Yesterday, Eliot hit the five month mark! I can barely believe he’s big enough to roll, scoot, laugh, and get angry if I don’t look at him when he’s trying to get my attention! With all of those adorable milestones, we also noticed that it was time to work on a sleep schedule.
I very much lean toward the “attachment” in attachment parenting, but I don’t get bent out of shape if I realize that there’s an area that needs to be a little less attachment-y. That isn’t to say that I think this is the only way to parent or that Moms who do it differently are doing it all wrong.
It’s all about the good of the child and the good of the Mama! (Actually, that’s the same philosophy I carried with me into the hospital about un-medicated vs medicated birthing, and had a wonderful experience.) All that being said, I had been letting Eliot sleep whenever he happened to fall asleep and not imposing a schedule on him, with the hope in the research that a lot of babies come up with their own routine when giving them the freedom.
Who knew that my stay-at-home life was so exciting that Eliot didn’t want to sleep? He was way too stimulated and wasn’t getting the amount of sleep in his naptimes that he needed to not be a cranky muffin. Actually, after reading up, I was shocked that he was sleeping so LITTLE compared to what he needs to feel good. So with all of my baby-wearing, co-sleeping, no-crying parenting, I chose to relax a bit about not imposing a schedule, and he’s better for it! (Can we just call this lack of falling in line with ANY method “Common Sense Parenting?” It makes my inability to be organized feel more organized…) Anyway, here’s how our sleeping experiences look now with some scheduling.
Since Daniel has had to be at school so late to teach, we have previously been enjoying the newborn phase of a little awake time late at night. That’s the way that Daniel has gotten to spend some quality time with our little guy. But with the holidays approaching (break time!) and Eliot reaching that age where he needs some consistency, we decided to implement an earlier bedtime. (side benefit: Daniel and I get to spend alone time together again where we can focus on each other 100%!) However, knowing Eliot needed to go to sleep earlier and actually getting him to go to sleep earlier were two entirely different things. The only way I could get him to sleep was to stay in there with him and let him sleep up against me.

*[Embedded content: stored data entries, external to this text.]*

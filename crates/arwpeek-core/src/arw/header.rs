//! ARW container header validation.

use super::error::ParseError;
use super::reader::read_u32;

/// Little-endian TIFF signature: "II" byte order plus magic 42.
pub const SIGNATURE: [u8; 4] = [0x49, 0x49, 0x2A, 0x00];

/// Size of the container header in bytes (signature plus directory offset).
pub const HEADER_LEN: usize = 8;

/// Validate the container header and return the first-directory offset.
///
/// The header is eight bytes: the little-endian TIFF signature followed by
/// a `u32` offset to the first directory. The offset must be nonzero and
/// even (TIFF word alignment). It is not range-checked here; an offset past
/// the end of the buffer surfaces as `TooSmallData` when the directory is
/// opened.
///
/// # Errors
///
/// - `ParseError::TooSmallData` - fewer than eight bytes of input
/// - `ParseError::MissingHeader` - signature mismatch (big-endian `MM`
///   containers land here too, they are not supported)
/// - `ParseError::InvalidIfdOffset` - directory offset is zero or odd
pub fn first_ifd_offset(data: &[u8]) -> Result<u32, ParseError> {
    if data.len() < HEADER_LEN {
        return Err(ParseError::TooSmallData);
    }
    if data[..4] != SIGNATURE {
        return Err(ParseError::MissingHeader);
    }
    let offset = read_u32(data, 4).ok_or(ParseError::TooSmallData)?;
    if offset == 0 || offset % 2 != 0 {
        return Err(ParseError::InvalidIfdOffset(offset));
    }
    Ok(offset)
}

/// Quick sniff for ARW input: checks only the little-endian TIFF signature.
///
/// This does not validate the directory offset; use `first_ifd_offset` for
/// a full header check.
pub fn is_arw(bytes: &[u8]) -> bool {
    bytes.len() >= SIGNATURE.len() && bytes[..SIGNATURE.len()] == SIGNATURE
}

After a week of struggling and getting frustrated, I had a revelation… He was waking up in the morning at 10:00 a.m. with me since we were up so late! So rather than adjusting the schedule at night, we first needed to adjust the schedule in the morning! We began getting up at 8:00 am, which required me to *gasp* wake the baby. Eliot was only too happy to wake up though and smiled from the moment he heard me calling his name (and this continues to happen every time).
Once we started getting up two hours earlier, he was ready for a nap by 10:30 and began sleeping soundly in his co-sleeper (rejoice!) for sixty to ninety minutes as his morning nap!

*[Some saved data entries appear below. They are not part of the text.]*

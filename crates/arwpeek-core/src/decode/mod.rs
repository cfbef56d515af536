//! Embedded preview decoding.
//!
//! This module turns the JPEG bytes located by [`crate::arw`] into RGB
//! pixel data:
//! - Decoding the JPEG stream via the `image` crate
//! - Reading the preview's own EXIF orientation tag and applying it, so
//!   portrait shots come out right-side-up
//!
//! Decoding is synchronous and allocation happens once, for the pixel
//! buffer. The container parser never calls into this module; callers wire
//! the two together (see [`crate::loader`]).

mod jpeg;
mod types;

pub use jpeg::{decode_jpeg, get_orientation, is_jpeg_data};
pub use types::{DecodeError, DecodedImage, Orientation};

#[cfg(test)]
pub(crate) use jpeg::MINIMAL_JPEG;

From that point on, he would wake, eat, play, and repeat every two to three hours and managed to get five hours of naptime in his day! And now, he manages to go to sleep at a reasonable hour at night (once again, in his co-sleeper without me having to stay in there until I’m ready for bed)!
I find that he is a much happier baby during the day, rarely has any screaming sessions (unless I leave the room, because he’s at the separation anxiety stage), and has a lot more energy during his awake times. The building of a schedule has also made me a much happier person because I’ve been able to have alone time to do things I have a hard time doing while he’s awake. And like a domino effect, I’m a much more patient Mom…
It’s hard to admit that I need some time alone. My mother’s group has really helped me in that area, though. Moms need other moms… I guess I’m realizing that while my job is at home, I still have a community of “co-workers.” The online Mom community is really wonderful, although I sometimes wish it was a little easier to connect… Does it make me an anti-blog person to say that it has been harder to connect lately than it used to be? I’m so glad to have the Mom friends that I have, though, both in life and online.